United Way of Miami Dade Young Leader Marcel Laniado, a banker from J.P. Morgan, reads to Marco, 4, at the Jumpstart Read for the Red, an international program where people around the world read the same book, on the same day, to children. This year, the group read ‘Maybe Something Beautiful: How Art Transformed a Neighborhood,” by F. Isabel Campoy and Theresa Howell on Thursday, October 25, 2018.
United Way of Miami Dade Young Leader Marcel Laniado, a banker from J.P. Morgan, reads to Marco, 4, at the Jumpstart Read for the Red, an international program where people around the world read the same book, on the same day, to children. This year, the group read ‘Maybe Something Beautiful: How Art Transformed a Neighborhood,” by F. Isabel Campoy and Theresa Howell on Thursday, October 25, 2018. pfarrell@miamiherald.com

Rita Legace, an avid believer in education, wanted to share her love of reading with someone.

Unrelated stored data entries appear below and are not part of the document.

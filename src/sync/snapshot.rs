use crate::model::{Order, OrderId, StatusFilter};
use chrono::{DateTime, Utc};
use std::collections::HashMap;

/// The client's full view of one organization's orders.
///
/// Orders keep the order the backend returned them in. A snapshot is never edited
/// after it has been published; the controller builds a new one and swaps it in.
#[derive(Debug, Clone, Default, PartialEq)]
pub struct Snapshot {
    orders: Vec<Order>,
    index: HashMap<OrderId, usize>,
    /// Incremented on every replacement.
    pub version: u64,
    /// When the backend produced the orders, `None` until the first fetch lands.
    pub fetched_at: Option<DateTime<Utc>>,
}

impl Snapshot {
    pub fn new(orders: Vec<Order>, version: u64, fetched_at: Option<DateTime<Utc>>) -> Self {
        let mut snapshot = Self {
            orders: Vec::with_capacity(orders.len()),
            index: HashMap::with_capacity(orders.len()),
            version,
            fetched_at,
        };
        for order in orders {
            // a duplicate id keeps its first position and takes the later content
            match snapshot.index.get(&order.id) {
                Some(&pos) => snapshot.orders[pos] = order,
                None => {
                    snapshot.index.insert(order.id.clone(), snapshot.orders.len());
                    snapshot.orders.push(order);
                }
            }
        }
        snapshot
    }

    pub fn orders(&self) -> &[Order] {
        &self.orders
    }

    pub fn get(&self, id: &OrderId) -> Option<&Order> {
        self.index.get(id).map(|&pos| &self.orders[pos])
    }

    pub fn len(&self) -> usize {
        self.orders.len()
    }

    pub fn is_empty(&self) -> bool {
        self.orders.is_empty()
    }

    /// A copy with `order` replacing the entry of the same id, or removed when
    /// `keep` is false. Returns `None` if the id is not part of this snapshot.
    pub(crate) fn with_entry(&self, order: Order, keep: bool) -> Option<Snapshot> {
        self.get(&order.id)?;
        let orders = self
            .orders
            .iter()
            .filter_map(|existing| {
                if existing.id != order.id {
                    Some(existing.clone())
                } else if keep {
                    Some(order.clone())
                } else {
                    None
                }
            })
            .collect();
        Some(Snapshot::new(orders, self.version + 1, self.fetched_at))
    }
}

/// How a refresh presents itself to readers.
#[derive(Debug, Clone, Copy, PartialEq, Eq, PartialOrd, Ord)]
pub enum RefreshMode {
    /// Background refresh; readers keep the current view and see `refreshing`.
    Soft,
    /// Blocking refresh; readers see `loading` until the snapshot lands.
    Hard,
}

/// What happened to a refresh a caller waited on.
#[derive(Debug, Clone, Copy, PartialEq, Eq)]
pub enum RefreshOutcome {
    /// A new snapshot with this version was published.
    Applied { version: u64 },
    /// The result was dropped because the filter changed before it arrived.
    Discarded,
}

/// Everything readers of the controller can observe, published as one value.
#[derive(Debug, Clone, Default, PartialEq)]
pub struct SyncState {
    pub snapshot: Snapshot,
    pub filter: StatusFilter,
    /// A hard refresh is pending; show a placeholder instead of the snapshot.
    pub loading: bool,
    /// A soft refresh is pending; keep showing the snapshot.
    pub refreshing: bool,
    /// Message of the last failed refresh, cleared by the next successful one.
    pub last_error: Option<String>,
    /// Number of poll ticks seen so far.
    pub ticks: u64,
}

Ronnie Bryant wanted to improve his reading and writing skills. At 65, he still dreams of getting his GED, a high school equivalency program, and “maybe even going beyond that.”

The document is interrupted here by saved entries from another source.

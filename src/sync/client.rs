//! # Sync Client
//!
//! Cheap, cloneable handle to a running [`SyncActor`](super::SyncActor). Requests go
//! over the controller's mailbox; state is read from a watch channel that always holds
//! the latest published [`SyncState`].

use crate::model::{Order, StatusFilter};
use crate::sync::{RefreshMode, RefreshOutcome, SyncError, SyncRequest, SyncState};
use std::sync::Arc;
use tokio::sync::{mpsc, oneshot, watch};
use tracing::{debug, instrument};

#[derive(Clone)]
pub struct SyncClient {
    sender: mpsc::Sender<SyncRequest>,
    state: watch::Receiver<Arc<SyncState>>,
}

impl SyncClient {
    pub fn new(sender: mpsc::Sender<SyncRequest>, state: watch::Receiver<Arc<SyncState>>) -> Self {
        Self { sender, state }
    }

    /// Refreshes and waits until the resulting snapshot is published.
    ///
    /// If a fetch is already running, this joins the single follow-up refresh queued
    /// behind it instead of starting another one.
    #[instrument(skip(self))]
    pub async fn refresh(&self, mode: RefreshMode) -> Result<RefreshOutcome, SyncError> {
        debug!("Sending request");
        let (respond_to, response) = oneshot::channel();
        self.send(SyncRequest::Refresh {
            mode,
            respond_to: Some(respond_to),
        })
        .await?;
        response.await.map_err(|_| SyncError::ControllerDropped)?
    }

    /// Asks for a refresh without waiting for it.
    #[instrument(skip(self))]
    pub async fn request_refresh(&self, mode: RefreshMode) -> Result<(), SyncError> {
        debug!("Sending request");
        self.send(SyncRequest::Refresh {
            mode,
            respond_to: None,
        })
        .await
    }

    /// Switches the status filter and waits for the hard refresh it triggers.
    #[instrument(skip(self))]
    pub async fn set_filter(&self, filter: StatusFilter) -> Result<RefreshOutcome, SyncError> {
        debug!("Sending request");
        let (respond_to, response) = oneshot::channel();
        self.send(SyncRequest::SetFilter { filter, respond_to }).await?;
        response.await.map_err(|_| SyncError::ControllerDropped)?
    }

    /// Hands an order returned by the backend to the controller for its snapshot entry.
    #[instrument(skip(self, order), fields(order_id = %order.id))]
    pub async fn apply_server_order(&self, order: Order) -> Result<(), SyncError> {
        debug!("Sending request");
        self.send(SyncRequest::ApplyServerOrder { order }).await
    }

    /// Stops the controller. Results still in flight are dropped when they arrive.
    #[instrument(skip(self))]
    pub async fn dispose(&self) -> Result<(), SyncError> {
        debug!("Sending request");
        let (respond_to, response) = oneshot::channel();
        self.send(SyncRequest::Dispose { respond_to }).await?;
        response.await.map_err(|_| SyncError::ControllerDropped)?
    }

    /// Latest published state.
    pub fn current(&self) -> Arc<SyncState> {
        self.state.borrow().clone()
    }

    /// A receiver that wakes on every publish.
    pub fn subscribe(&self) -> watch::Receiver<Arc<SyncState>> {
        self.state.clone()
    }

    async fn send(&self, request: SyncRequest) -> Result<(), SyncError> {
        self.sender
            .send(request)
            .await
            .map_err(|_| SyncError::ControllerClosed)
    }
}
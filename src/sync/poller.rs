//! Periodic soft refresh.

use crate::sync::SyncRequest;
use std::time::Duration;
use tokio::sync::mpsc;
use tokio::task::JoinHandle;
use tokio::time::{interval_at, Instant, MissedTickBehavior};
use tracing::debug;

/// A running poll timer. Dropping the handle aborts the timer task.
///
/// The task holds only a weak sender, so it never keeps a controller alive on its own,
/// and it stops by itself once the controller's mailbox is gone.
#[derive(Debug)]
pub struct PollTask {
    handle: JoinHandle<()>,
}

impl PollTask {
    /// Sends [`SyncRequest::Tick`] every `every`, starting one period from now.
    pub fn spawn(every: Duration, mailbox: mpsc::WeakSender<SyncRequest>) -> Self {
        let handle = tokio::spawn(async move {
            let mut ticker = interval_at(Instant::now() + every, every);
            ticker.set_missed_tick_behavior(MissedTickBehavior::Delay);
            loop {
                ticker.tick().await;
                let Some(sender) = mailbox.upgrade() else {
                    break;
                };
                if sender.send(SyncRequest::Tick).await.is_err() {
                    break;
                }
            }
            debug!("Poll task finished");
        });
        Self { handle }
    }

    pub fn is_finished(&self) -> bool {
        self.handle.is_finished()
    }
}

impl Drop for PollTask {
    fn drop(&mut self) {
        self.handle.abort();
    }
}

Project Literacy for Every Adult in Dade (LEAD), under the auspices of the Miami-Dade Public Library System, brought them together. Since 2003, the two have been meeting almost weekly for about an hour, Legace as tutor, Bryant as adult learner. As part of the long road to literacy, Bryant is now writing his life story.

“It’s been a challenge,” Bryant admits of his years-long struggle to improve his literacy skills, “but I love a challenge.” Along with the satisfaction of improvement, he’s proud that “another person took the interest to help me learn.”

Ronnie Bryant and Rita Lagace2.jpeg
Ronnie Bryant with his reading tutor, Rita Lagace. They have been working together through Project Literacy for Every Adult in Dade.

Legace is also filled with pride.

“He’s become quite good at reading and comprehension. It’s a great feeling to know that you have in some way helped someone learn.”

Bryant was once one of an estimated 36 million U.S. adults who cannot read, write or do basic math above a third grade level, according to ProLiteracy, an international nonprofit based in Syracuse, N.Y., that supports programs to help adults learn to read and write. The group estimates that less than 10 percent of adults in need are receiving services.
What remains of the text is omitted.